### Data under study
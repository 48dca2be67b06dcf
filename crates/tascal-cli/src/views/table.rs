use chrono::{Local, NaiveDate, NaiveTime};
use comfy_table::{Attribute, Cell, Color, Row, Table};
use tascal_core::ident::TaskId;
use tascal_core::models::{Task, TaskKind};

#[derive(Debug, Clone)]
pub struct ViewTask {
    pub id: TaskId,
    pub title: String,
    pub kind: TaskKind,
    pub due_date: Option<NaiveDate>,
    pub due_time: Option<NaiveTime>,
    pub completed: bool,
}

impl From<&Task> for ViewTask {
    fn from(task: &Task) -> Self {
        Self {
            id: task.id,
            title: task.title.clone(),
            kind: task.kind(),
            due_date: task.due_date,
            due_time: task.due_time,
            completed: task.completed,
        }
    }
}

/// Short, typeable id: eight UUID characters, date-qualified for virtual
/// occurrences so they stay distinguishable from their template.
fn short_id(id: &TaskId) -> String {
    match id {
        TaskId::Record(record) => record.to_string()[..8].to_string(),
        TaskId::Instance(instance) => {
            format!(
                "{}_{}",
                &instance.template_id.to_string()[..8],
                instance.date.format("%Y-%m-%d")
            )
        }
    }
}

pub fn display_tasks(tasks: &[ViewTask]) {
    if tasks.is_empty() {
        println!("No tasks found.");
        return;
    }

    let today = Local::now().date_naive();
    let mut table = Table::new();
    table.set_header(vec!["ID", "Task", "Due", "Done"]);

    for task in tasks {
        let mut row = Row::new();
        row.add_cell(Cell::new(short_id(&task.id)));

        let mut display_title = String::new();
        match task.kind {
            TaskKind::VirtualInstance => {
                display_title.push('↻');
                display_title.push(' ');
            }
            TaskKind::PersistedOverride => {
                display_title.push('✱');
                display_title.push(' ');
            }
            TaskKind::Plain | TaskKind::Template => {}
        }
        display_title.push_str(&task.title);
        if task.kind == TaskKind::Template {
            display_title.push_str(" (template)");
        }

        let mut title_cell = Cell::new(display_title);
        if task.completed {
            title_cell = title_cell
                .add_attribute(Attribute::CrossedOut)
                .fg(Color::DarkGrey);
        }
        row.add_cell(title_cell);

        let due_cell = match task.due_date {
            Some(date) => {
                let text = match task.due_time {
                    Some(time) => format!("{} {}", date.format("%Y-%m-%d"), time.format("%H:%M")),
                    None => date.format("%Y-%m-%d").to_string(),
                };
                if !task.completed && task.kind != TaskKind::Template && date < today {
                    Cell::new(text).fg(Color::Red)
                } else if !task.completed && date == today {
                    Cell::new(text).fg(Color::Yellow)
                } else {
                    Cell::new(text)
                }
            }
            None => Cell::new("-"),
        };
        row.add_cell(due_cell);

        row.add_cell(Cell::new(if task.completed { "x" } else { " " }));
        table.add_row(row);
    }

    println!("{table}");
}
use anyhow::Result;
use tascal_core::coordinator::{Coordinator, MutationOutcome};
use tascal_core::store::RecordStore;

use crate::cli::DoneCommand;
use crate::util::resolve_task_id;

pub async fn done_task(
    planner: &mut Coordinator<impl RecordStore>,
    command: DoneCommand,
) -> Result<()> {
    let task_id = resolve_task_id(planner, &command.id)?;

    let outcome = planner.toggle(task_id).await?;
    match outcome {
        MutationOutcome::Committed => {
            let completed = planner
                .working_set()
                .get(&task_id)
                .map(|task| task.completed)
                .unwrap_or(false);
            if completed {
                println!("Marked task as done: {task_id}");
            } else {
                println!("Marked task as not done: {task_id}");
            }
        }
        MutationOutcome::RolledBack => {
            println!("Could not save the change; the task was left as it was.");
        }
        MutationOutcome::Ignored => {
            println!("A recurring template has no done state; toggle one of its occurrences.");
        }
    }

    Ok(())
}
//! The in-memory working set: the unified task collection consumed by
//! presentation, indexed by id and by `(template, date)` occurrence slot.
//!
//! The set is an explicit store object handed to the mutation
//! coordinator, not an ambient global; reconciliation lookups are O(1)
//! through the occurrence index instead of linear scans.

use std::collections::HashMap;

use chrono::NaiveDate;

use crate::ident::{RecordId, TaskId};
use crate::models::{Task, TaskKind, TaskType};

/// The occurrence slot a task claims, if any. Overrides and virtual
/// instances occupy exactly one `(template, date)` slot each; plain
/// tasks, `related` tasks and templates claim none.
fn occurrence_key(task: &Task) -> Option<(RecordId, NaiveDate)> {
    match task.kind() {
        TaskKind::PersistedOverride | TaskKind::VirtualInstance => {
            Some((task.parent_task_id?, task.due_date?))
        }
        TaskKind::Plain | TaskKind::Template => None,
    }
}

#[derive(Debug, Default)]
pub struct WorkingSet {
    tasks: HashMap<TaskId, Task>,
    occurrences: HashMap<(RecordId, NaiveDate), TaskId>,
}

impl WorkingSet {
    pub fn new() -> Self {
        Self::default()
    }

    /// Replaces the whole collection, e.g. after a (re)load.
    pub fn rebuild(&mut self, tasks: Vec<Task>) {
        self.tasks.clear();
        self.occurrences.clear();
        for task in tasks {
            self.insert(task);
        }
    }

    /// Inserts or replaces a task, returning the previous task under the
    /// same id. A task claiming an occurrence slot displaces whatever id
    /// held the slot before (an override suppresses the virtual
    /// instance); a task whose own slot moved releases the old slot.
    pub fn insert(&mut self, task: Task) -> Option<Task> {
        let id = task.id;
        let new_key = occurrence_key(&task);

        let previous = self.tasks.remove(&id);
        if let Some(old_key) = previous.as_ref().and_then(occurrence_key) {
            if Some(old_key) != new_key && self.occurrences.get(&old_key) == Some(&id) {
                self.occurrences.remove(&old_key);
            }
        }

        if let Some(key) = new_key {
            if let Some(displaced) = self.occurrences.insert(key, id) {
                if displaced != id {
                    self.tasks.remove(&displaced);
                }
            }
        }
        self.tasks.insert(id, task);
        previous
    }

    pub fn remove(&mut self, id: &TaskId) -> Option<Task> {
        let task = self.tasks.remove(id)?;
        if let Some(key) = occurrence_key(&task) {
            if self.occurrences.get(&key) == Some(id) {
                self.occurrences.remove(&key);
            }
        }
        Some(task)
    }

    pub fn get(&self, id: &TaskId) -> Option<&Task> {
        self.tasks.get(id)
    }

    pub fn contains(&self, id: &TaskId) -> bool {
        self.tasks.contains_key(id)
    }

    /// The single occurrence surfaced for a template on a date, if any.
    pub fn occurrence(&self, template: RecordId, date: NaiveDate) -> Option<&Task> {
        let id = self.occurrences.get(&(template, date))?;
        self.tasks.get(id)
    }

    pub fn len(&self) -> usize {
        self.tasks.len()
    }

    pub fn is_empty(&self) -> bool {
        self.tasks.is_empty()
    }

    pub fn iter(&self) -> impl Iterator<Item = &Task> {
        self.tasks.values()
    }

    /// Tasks in a stable presentation order: by due date (undated last),
    /// then by id.
    pub fn sorted(&self) -> Vec<&Task> {
        let mut tasks: Vec<&Task> = self.tasks.values().collect();
        tasks.sort_by_key(|task| (task.due_date.is_none(), task.due_date, task.id));
        tasks
    }

    pub fn virtual_instances_of(&self, template: RecordId) -> Vec<TaskId> {
        self.ids_where(|task| {
            task.kind() == TaskKind::VirtualInstance && task.parent_task_id == Some(template)
        })
    }

    pub fn overrides_of(&self, template: RecordId) -> Vec<TaskId> {
        self.ids_where(|task| {
            task.kind() == TaskKind::PersistedOverride && task.parent_task_id == Some(template)
        })
    }

    pub fn related_children_of(&self, parent: RecordId) -> Vec<TaskId> {
        self.ids_where(|task| {
            task.task_type == TaskType::Related && task.parent_task_id == Some(parent)
        })
    }

    fn ids_where(&self, predicate: impl Fn(&Task) -> bool) -> Vec<TaskId> {
        self.tasks
            .values()
            .filter(|task| predicate(task))
            .map(|task| task.id)
            .collect()
    }
}

#[cfg(test)]
mod tests {
    use super::*;
    use crate::ident::InstanceRef;
    use crate::materialize::materialize_one;
    use crate::models::{TaskRow, TaskType};
    use chrono::NaiveDate;

    fn date(y: i32, m: u32, d: u32) -> NaiveDate {
        NaiveDate::from_ymd_opt(y, m, d).unwrap()
    }

    fn template_row() -> TaskRow {
        TaskRow {
            title: "Gym".to_string(),
            task_type: TaskType::Routine,
            is_template: true,
            start_date: Some(date(2026, 2, 1)),
            ..Default::default()
        }
    }

    #[test]
    fn override_insert_displaces_virtual_instance_in_its_slot() {
        let template = template_row();
        let mut set = WorkingSet::new();
        let virt = materialize_one(&template, date(2026, 2, 2));
        let virt_id = virt.id;
        set.insert(Task::from(template.clone()));
        set.insert(virt);

        let over = Task::from(TaskRow {
            title: "Rescheduled".to_string(),
            task_type: TaskType::Routine,
            due_date: Some(date(2026, 2, 2)),
            parent_task_id: Some(template.id),
            ..Default::default()
        });
        let over_id = over.id;
        set.insert(over);

        assert!(!set.contains(&virt_id));
        assert_eq!(set.occurrence(template.id, date(2026, 2, 2)).unwrap().id, over_id);
        // One template plus one occurrence.
        assert_eq!(set.len(), 2);
    }

    #[test]
    fn remove_clears_the_occurrence_slot() {
        let template = template_row();
        let mut set = WorkingSet::new();
        let virt = materialize_one(&template, date(2026, 2, 4));
        let id = virt.id;
        set.insert(virt);

        assert!(set.occurrence(template.id, date(2026, 2, 4)).is_some());
        set.remove(&id);
        assert!(set.occurrence(template.id, date(2026, 2, 4)).is_none());
    }

    #[test]
    fn related_children_are_not_occurrences() {
        let template = template_row();
        let related = Task::from(TaskRow {
            task_type: TaskType::Related,
            due_date: Some(date(2026, 2, 2)),
            parent_task_id: Some(template.id),
            ..Default::default()
        });
        let mut set = WorkingSet::new();
        set.insert(related);

        assert!(set.occurrence(template.id, date(2026, 2, 2)).is_none());
        assert_eq!(set.related_children_of(template.id).len(), 1);
        assert!(set.overrides_of(template.id).is_empty());
    }

    #[test]
    fn sorted_orders_by_due_date_with_undated_last() {
        let mut set = WorkingSet::new();
        set.insert(Task::from(TaskRow {
            title: "undated".to_string(),
            ..Default::default()
        }));
        set.insert(Task::from(TaskRow {
            title: "later".to_string(),
            due_date: Some(date(2026, 3, 1)),
            ..Default::default()
        }));
        set.insert(Task::from(TaskRow {
            title: "sooner".to_string(),
            due_date: Some(date(2026, 2, 1)),
            ..Default::default()
        }));

        let titles: Vec<&str> = set.sorted().iter().map(|t| t.title.as_str()).collect();
        assert_eq!(titles, vec!["sooner", "later", "undated"]);
    }

    #[test]
    fn virtual_instance_ids_look_up_after_reinsert() {
        let template = template_row();
        let mut set = WorkingSet::new();
        let instance = InstanceRef::new(template.id, date(2026, 2, 9));
        set.insert(materialize_one(&template, date(2026, 2, 9)));
        assert!(set.get(&TaskId::Instance(instance)).is_some());
    }
}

### Aim of the task
Filter the entries by the string "derive" and copy each matching line.

### Task solution
#[derive(Debug, Clone)]
#[derive(Debug, Default)]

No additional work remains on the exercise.